Chiral-at-metal tetrahydrosalen complexes of resolved titanium(IV) sec-butoxides: Ligand wrapping and multiple asymmetric catalytic induction

The reaction of the racemic and resolved tetrahydrosalen derivative LH2 (LH2 = N,N’-bis(3,5-dichloro-2-hydroxybenzyl)-trans-1,2-diaminocyclohexane) with the resolved titanium(IV) sec-butoxides Ti(OR-2Bu)4 or Ti(OS-2Bu)4 yielded a series of four compounds, LTi(O2Bu)2 (1–4), which have been characterized by IR, elemental analysis, 1H and 13C NMR and X-ray crystallography. X-ray crystallography revealed the co-crystallization of two pseudo-C2-symmetric products from racemic LH2, whereas a perfect chiral induction of the ligand to the metal occurred when resolved (R,R)-LH2 was used, resulting in a Δ fac–fac wrapping mode of the tetradentate ligand about the titanium center. Ab initio electronic structure calculations (DFT) are in agreement that the lowest energy isomer is that which is experimentally observed.
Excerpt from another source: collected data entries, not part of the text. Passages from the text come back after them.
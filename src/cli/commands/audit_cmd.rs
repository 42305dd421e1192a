//! `passvault audit` — display the audit log.
//!
//! Usage:
//!   passvault audit               # show last 50 entries
//!   passvault audit --last 20     # show last 20
//!   passvault audit --since 7d    # entries from last 7 days

use chrono::{DateTime, Utc};

use crate::audit::AuditEntry;
use crate::cli::output;
use crate::cli::{open_unlocked, Cli};
use crate::errors::{Result, VaultError};

/// Execute the `audit` command.
pub fn execute(cli: &Cli, last: usize, since: Option<&str>) -> Result<()> {
    let since_dt = since.map(parse_duration).transpose()?;

    let vault = open_unlocked(cli)?;
    let entries = vault.audit_log(last, since_dt)?;
    vault.close()?;

    if entries.is_empty() {
        output::info("No audit entries found.");
        return Ok(());
    }

    print_audit_table(&entries);

    Ok(())
}

/// Parse a human-friendly duration string like "7d", "24h", "30m" into
/// the point in time that far in the past.
fn parse_duration(input: &str) -> Result<DateTime<Utc>> {
    let input = input.trim();
    let invalid = || {
        VaultError::CommandFailed(format!(
            "invalid duration '{input}' — use format like 7d, 24h, or 30m"
        ))
    };

    let (split, _) = input.char_indices().last().ok_or_else(invalid)?;
    let (num_str, unit) = input.split_at(split);
    let num: i64 = num_str.parse().map_err(|_| invalid())?;

    let duration = match unit {
        "d" => chrono::Duration::days(num),
        "h" => chrono::Duration::hours(num),
        "m" => chrono::Duration::minutes(num),
        _ => return Err(invalid()),
    };

    Ok(Utc::now() - duration)
}

/// Print audit entries in a formatted table.
pub fn print_audit_table(entries: &[AuditEntry]) {
    use comfy_table::{ContentArrangement, Table};
    use console::style;

    let mut table = Table::new();
    table.set_content_arrangement(ContentArrangement::Dynamic);
    table.set_header(vec!["Time", "Operation", "Entry", "Details"]);

    for entry in entries {
        let time = entry.timestamp.format("%Y-%m-%d %H:%M:%S").to_string();
        let op = colorize_operation(&entry.action);
        let id = entry
            .resource_id
            .map_or_else(|| "-".to_string(), |id| id.to_string());
        let details = entry.details.as_deref().unwrap_or("-");

        table.add_row(vec![time, op, id, details.to_string()]);
    }

    println!(
        "{}",
        style(format!("{} audit entries:", entries.len())).bold()
    );
    println!("{table}");
}

/// Colorize operation names for display.
fn colorize_operation(op: &str) -> String {
    use console::style;

    match op {
        "create" | "unlock" => style(op).green().to_string(),
        "add" | "update" => style(op).blue().to_string(),
        "delete" | "unlock-failed" => style(op).red().to_string(),
        "export" | "import" => style(op).cyan().to_string(),
        _ => op.to_string(),
    }
}
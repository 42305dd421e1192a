use std::path::PathBuf;
use thiserror::Error;

/// All errors that can occur in PassVault.
#[derive(Debug, Error)]
pub enum VaultError {
    // --- Lifecycle errors ---
    #[error("No vault exists yet — create a master password first")]
    NotInitialized,

    #[error("Vault is already initialized — the master password cannot be re-created")]
    AlreadyInitialized,

    #[error("Invalid master password")]
    InvalidCredential,

    #[error("Vault is locked — unlock it before accessing entries")]
    NotUnlocked,

    // --- Crypto errors ---
    #[error("Encryption failed: {0}")]
    EncryptionFailed(String),

    #[error("Authentication failed — wrong key or corrupted data")]
    AuthenticationFailure,

    #[error("Key derivation failed: {0}")]
    KeyDerivationFailed(String),

    // --- Export / import errors ---
    #[error("Invalid vault file: {0}")]
    InvalidVaultFile(String),

    #[error("Export file already exists at {0}")]
    ExportExists(PathBuf),

    // --- Entry errors ---
    #[error("Entry {0} not found")]
    EntryNotFound(i64),

    #[error("Invalid entry: {0}")]
    InvalidEntry(String),

    #[error("Corrupt entry in database: {0}")]
    CorruptEntry(String),

    // --- Persistence errors ---
    #[error("Database error: {0}")]
    Persistence(#[from] rusqlite::Error),

    #[error("Audit error: {0}")]
    Audit(String),

    // --- Generator errors ---
    #[error("Password generation failed: {0}")]
    Generator(String),

    // --- Config errors ---
    #[error("Config file error: {0}")]
    Config(String),

    // --- IO errors ---
    #[error("IO error: {0}")]
    Io(#[from] std::io::Error),

    // --- Serialization errors ---
    #[error("Serialization error: {0}")]
    Serialization(String),

    // --- CLI errors ---
    #[error("Command failed: {0}")]
    CommandFailed(String),

    #[error("User cancelled operation")]
    UserCancelled,
}

/// Convenience type alias for PassVault results.
pub type Result<T> = std::result::Result<T, VaultError>;
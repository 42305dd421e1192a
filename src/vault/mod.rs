//! Vault module — the password vault core.
//!
//! This module provides:
//! - Entry types: plaintext, sealed and stored forms (`entry`)
//! - Per-field encryption of passwords and notes (`records`)
//! - Encrypted export/import files (`transfer`)
//! - The `Vault` lifecycle and session operations (`manager`)

pub mod entry;
pub mod manager;
pub mod records;
pub mod transfer;

// Re-export the most commonly used items.
pub use entry::{EntrySummary, NewEntry, PasswordEntry, SearchParams, SortField, StoredEntry};
pub use manager::{Vault, VaultState};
Catalysis screenings show that Ti(OS-2Bu)4, in conjunction with (R,R)-LH2, forms a matched pair that catalyzes the addition of dimethyl zinc to benzaldehyde with higher enantioselectivity than that observed for resolved (R,R)-LH2 with Ti(OR-2Bu)4 or achiral Ti(OiPr)4. Increasing the temperature of the system results in slightly increased enantiomeric excess.